Immunity in the Land of Nod(-like Receptors)
When a pathogen, such as a bacterium or a virus, first enters our body, our innate immune system kicks in, alerting microbial sensors to the presence of an intruder. This immediate response is designed to prevent the invading pathogen from travelling any deeper into our tissues. The sensors trigger inflammatory mediators, the secretion of anti-microbial peptides, and the recruitment of a battery of immune cells to help fight off infection.
Certain pathogens, however, especially food-borne bacteria such as salmonella and listeria, are somehow able to evade these sensors and pass through our natural defence barrier unhindered. Canada Research Chair Stephen Girardin wants to know exactly how the pathogens manage to do this.

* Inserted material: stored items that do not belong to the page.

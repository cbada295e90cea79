//! Benchmarks for the roster normalization pipeline

use criterion::{criterion_group, criterion_main, BenchmarkId, Criterion};
use std::hint::black_box;
use territory_map::catalog::REGION_CODES;
use territory_map::pipeline::{parse, Pipeline};
use territory_map::roster::RosterRecord;

const LABELS: &[&str] = &["TX", "OK/KS/MO", "AR/MS/N. LA", "OR-WA", "S. CA", "Indy/MI", "UT/ID"];

fn roster(size: usize) -> Vec<RosterRecord> {
    (0..size)
        .map(|i| {
            let label = if i % 3 == 0 {
                LABELS[i % LABELS.len()].to_string()
            } else {
                format!(
                    "{}/{}",
                    REGION_CODES[i % REGION_CODES.len()],
                    REGION_CODES[(i * 7) % REGION_CODES.len()]
                )
            };
            let ae = format!("AE {}", i % 17);
            let am = format!("AM {}", i % 11);
            let pm = format!("PM {}", i % 5);

            RosterRecord::new(Some(label.as_str()))
                .with_attribute("Account Executive", Some(ae.as_str()))
                .with_attribute("Account Manager", Some(am.as_str()))
                .with_attribute("Project Manager", Some(pm.as_str()))
        })
        .collect()
}

fn bench_parse(c: &mut Criterion) {
    let mut group = c.benchmark_group("parse_label");
    for label in LABELS {
        group.bench_with_input(BenchmarkId::from_parameter(label), label, |b, label| {
            b.iter(|| black_box(parse(Some(*label))))
        });
    }
    group.finish();
}

fn bench_pipeline(c: &mut Criterion) {
    let mut group = c.benchmark_group("pipeline_run");
    let pipeline = Pipeline::default();

    for size in [25, 250, 2500] {
        let records = roster(size);
        group.bench_with_input(BenchmarkId::new("rows", size), &records, |b, records| {
            b.iter(|| black_box(pipeline.run(records)))
        });
    }
    group.finish();
}

criterion_group!(benches, bench_parse, bench_pipeline);
criterion_main!(benches);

In pursuit of his goal, Girardin works with a recently discovered family of intracellular protein sensors called the Nod-like receptors, which can recognize bacterial cell-wall components and are known to play key roles in innate immunity by triggering inflammatory pathways when they detect invading pathogens. Acting like molecular sentinels against infection, the Nod-like receptors regulate inflammation and the immune defences at the level of mucosal surfaces, such as the intestine, and they may be involved in Crohn’s disease, a debilitating inflammation of the intestine that is believed to be an autoimmune disorder.
In Girardin’s lab, he and his colleagues dissect the signalling pathways that are triggered by Nod-like receptors once they detect the incoming microbe. In addition, the scientists work on identifying new sensors in the family of Nod-like receptors and exploring how pathogenic bacteria have evolved to escape our body’s innate immunity.
Girardin’s research is not only broadening our understanding of various food-borne human diseases but is also clarifying the mechanisms that lead to certain important inflammatory disorders at the mucosal surfaces.